Stored items from a collection

++++++++

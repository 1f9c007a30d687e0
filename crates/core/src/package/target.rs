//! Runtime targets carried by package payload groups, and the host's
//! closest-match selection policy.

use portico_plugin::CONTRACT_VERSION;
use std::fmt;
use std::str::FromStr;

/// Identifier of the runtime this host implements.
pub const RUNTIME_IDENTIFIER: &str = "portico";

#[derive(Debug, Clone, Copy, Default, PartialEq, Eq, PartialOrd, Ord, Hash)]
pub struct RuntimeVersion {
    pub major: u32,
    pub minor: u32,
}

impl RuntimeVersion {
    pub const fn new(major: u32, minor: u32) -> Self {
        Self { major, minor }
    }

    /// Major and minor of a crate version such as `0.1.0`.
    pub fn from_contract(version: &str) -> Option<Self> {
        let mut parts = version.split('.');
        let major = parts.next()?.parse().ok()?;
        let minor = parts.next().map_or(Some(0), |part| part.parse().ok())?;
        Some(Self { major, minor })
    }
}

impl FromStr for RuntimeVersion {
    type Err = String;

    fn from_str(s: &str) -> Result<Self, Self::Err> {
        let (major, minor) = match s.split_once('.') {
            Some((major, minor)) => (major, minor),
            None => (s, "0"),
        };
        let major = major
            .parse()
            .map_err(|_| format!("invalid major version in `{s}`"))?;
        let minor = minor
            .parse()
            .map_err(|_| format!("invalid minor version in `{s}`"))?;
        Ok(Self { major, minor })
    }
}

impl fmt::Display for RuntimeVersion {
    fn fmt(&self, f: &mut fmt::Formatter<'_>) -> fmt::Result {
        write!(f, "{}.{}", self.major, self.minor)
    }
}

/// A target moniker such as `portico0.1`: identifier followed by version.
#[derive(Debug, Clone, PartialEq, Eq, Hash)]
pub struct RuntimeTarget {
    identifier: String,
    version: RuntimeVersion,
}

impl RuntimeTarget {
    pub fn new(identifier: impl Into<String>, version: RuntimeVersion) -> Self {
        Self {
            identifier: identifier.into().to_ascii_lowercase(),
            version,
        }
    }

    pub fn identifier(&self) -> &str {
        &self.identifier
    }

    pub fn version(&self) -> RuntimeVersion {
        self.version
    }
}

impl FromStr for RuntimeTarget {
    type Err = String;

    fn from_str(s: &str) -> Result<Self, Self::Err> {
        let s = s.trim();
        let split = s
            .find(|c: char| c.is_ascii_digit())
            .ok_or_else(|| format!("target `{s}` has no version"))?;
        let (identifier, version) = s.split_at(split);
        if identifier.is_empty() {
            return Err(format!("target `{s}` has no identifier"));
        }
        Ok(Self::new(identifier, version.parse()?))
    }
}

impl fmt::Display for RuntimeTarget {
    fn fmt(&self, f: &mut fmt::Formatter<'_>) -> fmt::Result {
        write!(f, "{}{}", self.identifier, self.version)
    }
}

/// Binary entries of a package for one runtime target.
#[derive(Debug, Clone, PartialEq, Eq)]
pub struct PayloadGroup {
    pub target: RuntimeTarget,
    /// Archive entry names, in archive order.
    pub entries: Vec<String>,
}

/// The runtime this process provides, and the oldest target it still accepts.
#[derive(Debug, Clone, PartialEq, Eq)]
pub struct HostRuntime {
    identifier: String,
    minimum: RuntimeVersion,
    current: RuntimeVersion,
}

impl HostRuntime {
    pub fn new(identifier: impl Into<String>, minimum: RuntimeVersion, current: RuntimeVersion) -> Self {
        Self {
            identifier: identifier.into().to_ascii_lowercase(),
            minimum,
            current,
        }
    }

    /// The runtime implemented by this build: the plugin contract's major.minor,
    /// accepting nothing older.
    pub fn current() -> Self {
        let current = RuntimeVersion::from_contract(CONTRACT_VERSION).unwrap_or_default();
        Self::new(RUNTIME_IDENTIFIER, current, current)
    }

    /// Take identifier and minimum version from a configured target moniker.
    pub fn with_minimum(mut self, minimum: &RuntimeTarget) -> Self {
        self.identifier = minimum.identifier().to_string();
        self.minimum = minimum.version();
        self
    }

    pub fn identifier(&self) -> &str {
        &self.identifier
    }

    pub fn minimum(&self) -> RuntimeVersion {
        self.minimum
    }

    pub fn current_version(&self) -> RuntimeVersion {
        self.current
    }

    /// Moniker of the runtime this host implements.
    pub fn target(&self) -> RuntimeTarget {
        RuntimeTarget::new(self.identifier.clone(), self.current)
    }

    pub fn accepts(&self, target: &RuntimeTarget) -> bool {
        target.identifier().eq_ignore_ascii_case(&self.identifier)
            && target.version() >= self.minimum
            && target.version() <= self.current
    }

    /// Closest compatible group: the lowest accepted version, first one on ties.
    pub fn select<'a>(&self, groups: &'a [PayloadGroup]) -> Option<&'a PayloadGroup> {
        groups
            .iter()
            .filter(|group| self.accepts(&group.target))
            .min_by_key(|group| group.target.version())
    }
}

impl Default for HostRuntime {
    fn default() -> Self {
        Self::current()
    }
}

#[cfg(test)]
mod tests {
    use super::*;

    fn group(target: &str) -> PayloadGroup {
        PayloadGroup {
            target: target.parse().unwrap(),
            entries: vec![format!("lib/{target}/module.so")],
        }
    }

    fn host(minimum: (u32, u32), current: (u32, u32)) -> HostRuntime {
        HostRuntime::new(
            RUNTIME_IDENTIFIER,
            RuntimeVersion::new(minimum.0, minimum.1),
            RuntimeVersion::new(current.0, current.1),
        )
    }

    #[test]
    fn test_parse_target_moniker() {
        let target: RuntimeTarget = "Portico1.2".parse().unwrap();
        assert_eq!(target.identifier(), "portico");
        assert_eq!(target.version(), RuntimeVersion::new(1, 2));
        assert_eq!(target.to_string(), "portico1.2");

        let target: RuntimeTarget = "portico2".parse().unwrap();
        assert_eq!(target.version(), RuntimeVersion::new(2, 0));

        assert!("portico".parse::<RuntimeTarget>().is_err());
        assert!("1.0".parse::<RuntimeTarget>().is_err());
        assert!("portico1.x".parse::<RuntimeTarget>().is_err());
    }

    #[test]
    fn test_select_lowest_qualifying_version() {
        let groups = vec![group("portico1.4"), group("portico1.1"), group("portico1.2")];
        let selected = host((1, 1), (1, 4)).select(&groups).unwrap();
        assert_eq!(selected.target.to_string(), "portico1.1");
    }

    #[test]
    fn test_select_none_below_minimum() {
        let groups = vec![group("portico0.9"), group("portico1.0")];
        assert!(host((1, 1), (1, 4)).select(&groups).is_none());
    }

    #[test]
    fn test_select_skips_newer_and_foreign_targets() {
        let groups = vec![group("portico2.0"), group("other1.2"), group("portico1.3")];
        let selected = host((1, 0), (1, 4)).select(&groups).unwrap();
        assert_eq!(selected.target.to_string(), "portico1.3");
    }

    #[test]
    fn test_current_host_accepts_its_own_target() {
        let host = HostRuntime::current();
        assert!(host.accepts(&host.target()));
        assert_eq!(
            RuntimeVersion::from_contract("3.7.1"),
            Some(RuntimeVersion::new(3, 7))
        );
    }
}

++++++++

» **Required work**
Would you please copy every line of the data exactly?

» **Written response**
repository 1f9c007a30d687e0
filename crates/core/src/package/target.rs
//! Runtime targets carried by package payload groups, and the host's
//! closest-match selection policy.

use portico_plugin::CONTRACT_VERSION;
use std::fmt;
use std::str::FromStr;

/// Identifier of the runtime this host implements.
pub const RUNTIME_IDENTIFIER: &str = "portico";

#[derive(Debug, Clone, Copy, Default, PartialEq, Eq, PartialOrd, Ord, Hash)]
pub struct RuntimeVersion {
    pub major: u32,
    pub minor: u32,
}

impl RuntimeVersion {
    pub const fn new(major: u32, minor: u32) -> Self {
        Self { major, minor }
    }

    /// Major and minor of a crate version such as `0.1.0`.
    pub fn from_contract(version: &str) -> Option<Self> {
        let mut parts = version.split('.');
        let major = parts.next()?.parse().ok()?;
        let minor = parts.next().map_or(Some(0), |part| part.parse().ok())?;
        Some(Self { major, minor })
    }
}

impl FromStr for RuntimeVersion {
    type Err = String;

    fn from_str(s: &str) -> Result<Self, Self::Err> {
        let (major, minor) = match s.split_once('.') {
            Some((major, minor)) => (major, minor),
            None => (s, "0"),
        };
        let major = major
            .parse()
            .map_err(|_| format!("invalid major version in `{s}`"))?;
        let minor = minor
            .parse()
            .map_err(|_| format!("invalid minor version in `{s}`"))?;
        Ok(Self { major, minor })
    }
}

impl fmt::Display for RuntimeVersion {
    fn fmt(&self, f: &mut fmt::Formatter<'_>) -> fmt::Result {
        write!(f, "{}.{}", self.major, self.minor)
    }
}

/// A target moniker such as `portico0.1`: identifier followed by version.
#[derive(Debug, Clone, PartialEq, Eq, Hash)]
pub struct RuntimeTarget {
    identifier: String,
    version: RuntimeVersion,
}

impl RuntimeTarget {
    pub fn new(identifier: impl Into<String>, version: RuntimeVersion) -> Self {
        Self {
            identifier: identifier.into().to_ascii_lowercase(),
            version,
        }
    }

    pub fn identifier(&self) -> &str {
        &self.identifier
    }

    pub fn version(&self) -> RuntimeVersion {
        self.version
    }
}

impl FromStr for RuntimeTarget {
    type Err = String;

    fn from_str(s: &str) -> Result<Self, Self::Err> {
        let s = s.trim();
        let split = s
            .find(|c: char| c.is_ascii_digit())
            .ok_or_else(|| format!("target `{s}` has no version"))?;
        let (identifier, version) = s.split_at(split);
        if identifier.is_empty() {
            return Err(format!("target `{s}` has no identifier"));
        }
        Ok(Self::new(identifier, version.parse()?))
    }
}

impl fmt::Display for RuntimeTarget {
    fn fmt(&self, f: &mut fmt::Formatter<'_>) -> fmt::Result {
        write!(f, "{}{}", self.identifier, self.version)
    }
}

/// Binary entries of a package for one runtime target.
#[derive(Debug, Clone, PartialEq, Eq)]
pub struct PayloadGroup {
    pub target: RuntimeTarget,
    /// Archive entry names, in archive order.
    pub entries: Vec<String>,
}

/// The runtime this process provides, and the oldest target it still accepts.
#[derive(Debug, Clone, PartialEq, Eq)]
pub struct HostRuntime {
    identifier: String,
    minimum: RuntimeVersion,
    current: RuntimeVersion,
}

impl HostRuntime {
    pub fn new(identifier: impl Into<String>, minimum: RuntimeVersion, current: RuntimeVersion) -> Self {
        Self {
            identifier: identifier.into().to_ascii_lowercase(),
            minimum,
            current,
        }
    }

    /// The runtime implemented by this build: the plugin contract's major.minor,
    /// accepting nothing older.
    pub fn current() -> Self {
        let current = RuntimeVersion::from_contract(CONTRACT_VERSION).unwrap_or_default();
        Self::new(RUNTIME_IDENTIFIER, current, current)
    }

    /// Take identifier and minimum version from a configured target moniker.
    pub fn with_minimum(mut self, minimum: &RuntimeTarget) -> Self {
        self.identifier = minimum.identifier().to_string();
        self.minimum = minimum.version();
        self
    }

    pub fn identifier(&self) -> &str {
        &self.identifier
    }

    pub fn minimum(&self) -> RuntimeVersion {
        self.minimum
    }

    pub fn current_version(&self) -> RuntimeVersion {
        self.current
    }

    /// Moniker of the runtime this host implements.
    pub fn target(&self) -> RuntimeTarget {
        RuntimeTarget::new(self.identifier.clone(), self.current)
    }

    pub fn accepts(&self, target: &RuntimeTarget) -> bool {
        target.identifier().eq_ignore_ascii_case(&self.identifier)
            && target.version() >= self.minimum
            && target.version() <= self.current
    }

    /// Closest compatible group: the lowest accepted version, first one on ties.
    pub fn select<'a>(&self, groups: &'a [PayloadGroup]) -> Option<&'a PayloadGroup> {
        groups
            .iter()
            .filter(|group| self.accepts(&group.target))
            .min_by_key(|group| group.target.version())
    }
}

impl Default for HostRuntime {
    fn default() -> Self {
        Self::current()
    }
}

#[cfg(test)]
mod tests {
    use super::*;

    fn group(target: &str) -> PayloadGroup {
        PayloadGroup {
            target: target.parse().unwrap(),
            entries: vec![format!("lib/{target}/module.so")],
        }
    }

    fn host(minimum: (u32, u32), current: (u32, u32)) -> HostRuntime {
        HostRuntime::new(
            RUNTIME_IDENTIFIER,
            RuntimeVersion::new(minimum.0, minimum.1),
            RuntimeVersion::new(current.0, current.1),
        )
    }

    #[test]
    fn test_parse_target_moniker() {
        let target: RuntimeTarget = "Portico1.2".parse().unwrap();
        assert_eq!(target.identifier(), "portico");
        assert_eq!(target.version(), RuntimeVersion::new(1, 2));
        assert_eq!(target.to_string(), "portico1.2");

        let target: RuntimeTarget = "portico2".parse().unwrap();
        assert_eq!(target.version(), RuntimeVersion::new(2, 0));

        assert!("portico".parse::<RuntimeTarget>().is_err());
        assert!("1.0".parse::<RuntimeTarget>().is_err());
        assert!("portico1.x".parse::<RuntimeTarget>().is_err());
    }

    #[test]
    fn test_select_lowest_qualifying_version() {
        let groups = vec![group("portico1.4"), group("portico1.1"), group("portico1.2")];
        let selected = host((1, 1), (1, 4)).select(&groups).unwrap();
        assert_eq!(selected.target.to_string(), "portico1.1");
    }

    #[test]
    fn test_select_none_below_minimum() {
        let groups = vec![group("portico0.9"), group("portico1.0")];
        assert!(host((1, 1), (1, 4)).select(&groups).is_none());
    }

    #[test]
    fn test_select_skips_newer_and_foreign_targets() {
        let groups = vec![group("portico2.0"), group("other1.2"), group("portico1.3")];
        let selected = host((1, 0), (1, 4)).select(&groups).unwrap();
        assert_eq!(selected.target.to_string(), "portico1.3");
    }

    #[test]
    fn test_current_host_accepts_its_own_target() {
        let host = HostRuntime::current();
        assert!(host.accepts(&host.target()));
        assert_eq!(
            RuntimeVersion::from_contract("3.7.1"),
            Some(RuntimeVersion::new(3, 7))
        );
    }
}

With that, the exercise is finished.